━━━ INPUT
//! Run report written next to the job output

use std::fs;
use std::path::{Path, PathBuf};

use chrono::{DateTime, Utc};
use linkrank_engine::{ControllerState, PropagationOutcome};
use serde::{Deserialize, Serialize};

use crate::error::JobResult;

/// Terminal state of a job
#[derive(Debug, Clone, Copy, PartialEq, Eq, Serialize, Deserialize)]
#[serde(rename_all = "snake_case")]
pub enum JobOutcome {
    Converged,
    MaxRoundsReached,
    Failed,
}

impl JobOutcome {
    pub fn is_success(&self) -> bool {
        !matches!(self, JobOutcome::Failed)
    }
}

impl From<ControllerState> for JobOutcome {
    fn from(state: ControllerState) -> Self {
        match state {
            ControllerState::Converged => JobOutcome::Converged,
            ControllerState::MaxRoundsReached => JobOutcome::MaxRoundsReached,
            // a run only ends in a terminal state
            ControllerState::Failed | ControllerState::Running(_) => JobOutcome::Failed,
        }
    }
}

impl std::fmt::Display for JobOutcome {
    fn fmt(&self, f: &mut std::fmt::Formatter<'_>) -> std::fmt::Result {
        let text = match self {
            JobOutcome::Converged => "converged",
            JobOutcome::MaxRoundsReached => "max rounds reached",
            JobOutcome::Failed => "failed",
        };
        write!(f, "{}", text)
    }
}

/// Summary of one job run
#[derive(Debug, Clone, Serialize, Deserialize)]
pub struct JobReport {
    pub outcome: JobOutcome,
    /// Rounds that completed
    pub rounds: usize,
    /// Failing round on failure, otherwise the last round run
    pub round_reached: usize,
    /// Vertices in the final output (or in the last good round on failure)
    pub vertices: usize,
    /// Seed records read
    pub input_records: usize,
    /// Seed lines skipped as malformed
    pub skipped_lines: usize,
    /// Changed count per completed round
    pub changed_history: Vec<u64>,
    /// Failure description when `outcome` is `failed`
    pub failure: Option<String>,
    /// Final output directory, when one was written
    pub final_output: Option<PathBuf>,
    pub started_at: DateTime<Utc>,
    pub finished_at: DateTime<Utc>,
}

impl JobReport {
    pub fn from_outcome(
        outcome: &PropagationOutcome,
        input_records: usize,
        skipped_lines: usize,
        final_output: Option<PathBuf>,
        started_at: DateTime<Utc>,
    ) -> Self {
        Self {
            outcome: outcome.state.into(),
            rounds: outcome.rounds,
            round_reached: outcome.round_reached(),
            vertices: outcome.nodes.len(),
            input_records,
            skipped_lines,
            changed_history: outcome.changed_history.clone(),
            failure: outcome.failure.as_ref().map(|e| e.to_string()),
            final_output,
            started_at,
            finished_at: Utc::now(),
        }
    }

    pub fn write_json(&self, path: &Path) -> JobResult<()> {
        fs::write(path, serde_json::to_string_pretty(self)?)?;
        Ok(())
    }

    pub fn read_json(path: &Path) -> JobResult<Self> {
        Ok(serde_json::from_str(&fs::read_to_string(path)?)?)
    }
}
━━━━━━
━━━ INPUT
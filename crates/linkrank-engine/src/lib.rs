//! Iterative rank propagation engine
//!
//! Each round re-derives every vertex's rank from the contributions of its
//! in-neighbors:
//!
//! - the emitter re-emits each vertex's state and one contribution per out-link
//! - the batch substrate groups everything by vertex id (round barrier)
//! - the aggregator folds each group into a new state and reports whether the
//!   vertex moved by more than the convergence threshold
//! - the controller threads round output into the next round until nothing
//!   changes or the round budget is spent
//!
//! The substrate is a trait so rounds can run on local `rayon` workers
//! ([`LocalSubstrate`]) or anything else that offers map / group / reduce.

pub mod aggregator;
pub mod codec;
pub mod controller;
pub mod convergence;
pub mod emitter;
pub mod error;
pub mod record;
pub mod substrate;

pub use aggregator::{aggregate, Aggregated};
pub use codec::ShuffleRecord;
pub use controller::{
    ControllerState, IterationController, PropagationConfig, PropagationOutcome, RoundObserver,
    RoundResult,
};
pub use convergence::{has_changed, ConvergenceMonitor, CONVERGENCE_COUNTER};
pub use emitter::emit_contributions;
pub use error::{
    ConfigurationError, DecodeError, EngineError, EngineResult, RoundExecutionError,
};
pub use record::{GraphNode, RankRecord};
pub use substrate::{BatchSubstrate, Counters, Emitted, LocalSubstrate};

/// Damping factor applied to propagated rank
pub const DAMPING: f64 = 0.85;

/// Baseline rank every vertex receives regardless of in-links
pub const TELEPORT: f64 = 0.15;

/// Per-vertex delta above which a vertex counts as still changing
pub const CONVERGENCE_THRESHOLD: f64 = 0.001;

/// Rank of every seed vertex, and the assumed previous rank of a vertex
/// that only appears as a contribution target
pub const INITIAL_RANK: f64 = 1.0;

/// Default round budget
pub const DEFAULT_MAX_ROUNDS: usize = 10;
━━━━━━
━━━ INPUT
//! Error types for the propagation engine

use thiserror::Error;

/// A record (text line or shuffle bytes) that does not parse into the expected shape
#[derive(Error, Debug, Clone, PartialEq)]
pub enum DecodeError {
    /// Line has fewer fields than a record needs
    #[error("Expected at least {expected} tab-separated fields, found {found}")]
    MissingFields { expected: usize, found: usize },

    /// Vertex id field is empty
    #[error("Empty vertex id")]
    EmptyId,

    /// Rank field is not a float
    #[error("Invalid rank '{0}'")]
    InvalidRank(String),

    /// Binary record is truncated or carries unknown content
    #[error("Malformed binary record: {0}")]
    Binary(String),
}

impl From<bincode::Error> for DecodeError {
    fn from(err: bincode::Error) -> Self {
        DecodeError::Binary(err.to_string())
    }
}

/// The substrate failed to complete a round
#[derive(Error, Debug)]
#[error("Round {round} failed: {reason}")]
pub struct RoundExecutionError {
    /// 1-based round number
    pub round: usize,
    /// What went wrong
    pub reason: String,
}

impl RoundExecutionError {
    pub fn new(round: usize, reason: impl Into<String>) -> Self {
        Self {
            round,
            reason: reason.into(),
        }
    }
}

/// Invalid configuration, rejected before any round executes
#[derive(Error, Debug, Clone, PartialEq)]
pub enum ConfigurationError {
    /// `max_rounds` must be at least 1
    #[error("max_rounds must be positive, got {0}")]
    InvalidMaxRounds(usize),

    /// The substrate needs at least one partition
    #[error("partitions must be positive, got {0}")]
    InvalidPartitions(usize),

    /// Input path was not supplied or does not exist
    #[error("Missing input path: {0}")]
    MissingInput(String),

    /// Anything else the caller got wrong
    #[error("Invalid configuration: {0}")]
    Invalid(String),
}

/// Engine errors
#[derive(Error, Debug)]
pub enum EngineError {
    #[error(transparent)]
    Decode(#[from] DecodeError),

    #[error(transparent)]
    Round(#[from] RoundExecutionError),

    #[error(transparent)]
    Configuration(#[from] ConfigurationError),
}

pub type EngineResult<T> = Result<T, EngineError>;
━━━━━━
(ASSIGNED TASK): In the records above, find every line that contains the word "budget" and copy it.

(EXPECTED ANSWER):
//!   changes or the round budget is spent
/// Default round budget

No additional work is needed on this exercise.